**EXERCISE DESCRIPTION:**
Wherever a line in the data below holds "FingerprintMap", copy that line.

(Dataset entries)
━━━━━━━━━━━━━━━━━━━━━━━━━━━━━━

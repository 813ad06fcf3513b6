use std::collections::VecDeque;
use std::fs;
use std::path::Path;
use std::sync::Arc;
use std::time::{Duration, Instant};

use crossbeam_channel::{unbounded, Receiver, Sender};
use tracing::{debug, error, info, info_span, warn};

use super::output::OutputServer;
use super::state::{transition, Effect, Escalation, Event, RestartPolicy, SupervisorState};
use crate::config::{
    ServiceConfig, ENV_CHECKUP_SOCKET, ENV_COMMAND_SOCKET, ENV_KEY, ENV_OUT_SOCKET,
};
use crate::control::{
    generate_key, Command, CommandGate, CommandPublisher, CommandSubscriber, ControlMessage,
    ShutdownLatch,
};
use crate::errors::{Result, VigilError};
use crate::event_loop::{self, Flow, LoopHandler, Scheduler, TimerId};
use crate::fingerprint::{diff, snapshot, FingerprintMap, ScanOptions};
use crate::heartbeat::{
    CheckupEvent, CheckupFrame, CheckupLink, CheckupServer, HeartbeatMonitor, Liveness,
    ReplyOutcome, TimeoutOutcome,
};
use crate::process::{LaunchSpec, Launcher, ProcessHandle};
use crate::sink::{EventSink, OutputLine, TracingSink, SECURITY};

/// How often a stopping instance is checked for exit.
const EXIT_POLL_INTERVAL: Duration = Duration::from_millis(20);

/// Timers the supervisor schedules on its loop.
#[derive(Debug, Clone, Copy, PartialEq, Eq)]
pub enum Tick {
    ChangeCheck,
    Heartbeat,
    HeartbeatTimeout(u64),
    Restart,
    /// Check whether the instance being stopped has exited.
    ExitPoll,
    /// The instance being stopped outlived its grace window.
    GraceExpired(Escalation),
}

/// Everything that can arrive in the supervisor's inbox.
#[derive(Debug)]
pub enum Inbound {
    Checkup(CheckupEvent),
    Output(Result<OutputLine>),
    /// A command from the control plane, not yet authenticated.
    Control(Result<ControlMessage>),
    ControlClosed,
    /// SIGINT or SIGTERM delivered to the supervisor process.
    Signal,
}

impl From<CheckupEvent> for Inbound {
    fn from(event: CheckupEvent) -> Self {
        Self::Checkup(event)
    }
}

enum Step {
    Done,
    Follow(Event),
    /// Hold the rest of the batch until the instance has exited.
    Await,
    Exit,
}

/// Keeps one managed instance alive.
///
/// Owns the instance's command, checkup and output endpoints. All state is
/// mutated on the loop thread inside [`run`](Self::run).
pub struct Supervisor<L: Launcher> {
    config: ServiceConfig,
    scan: ScanOptions,
    policy: RestartPolicy,
    launcher: L,
    key: String,
    state: SupervisorState,
    baseline: FingerprintMap,
    heartbeat: HeartbeatMonitor,
    link: Option<CheckupLink>,
    process: Option<L::Handle>,
    launch_failures: u32,
    periodic: Vec<TimerId>,
    restart_timer: Option<TimerId>,
    exit_watch: Vec<TimerId>,
    after_exit: VecDeque<Effect>,
    commands: CommandPublisher,
    checkup: CheckupServer,
    output: OutputServer,
    control: Option<CommandGate>,
    control_link: Option<CommandSubscriber>,
    sink: Arc<dyn EventSink>,
    latch: ShutdownLatch,
    tx: Sender<Inbound>,
    inbox: Receiver<Inbound>,
}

━━━━━━━━━━━━━━━━━━━━━━━━━━━━━━

**RESPONSE TO THIS EXERCISE:**
use crate::fingerprint::{diff, snapshot, FingerprintMap, ScanOptions};
    baseline: FingerprintMap,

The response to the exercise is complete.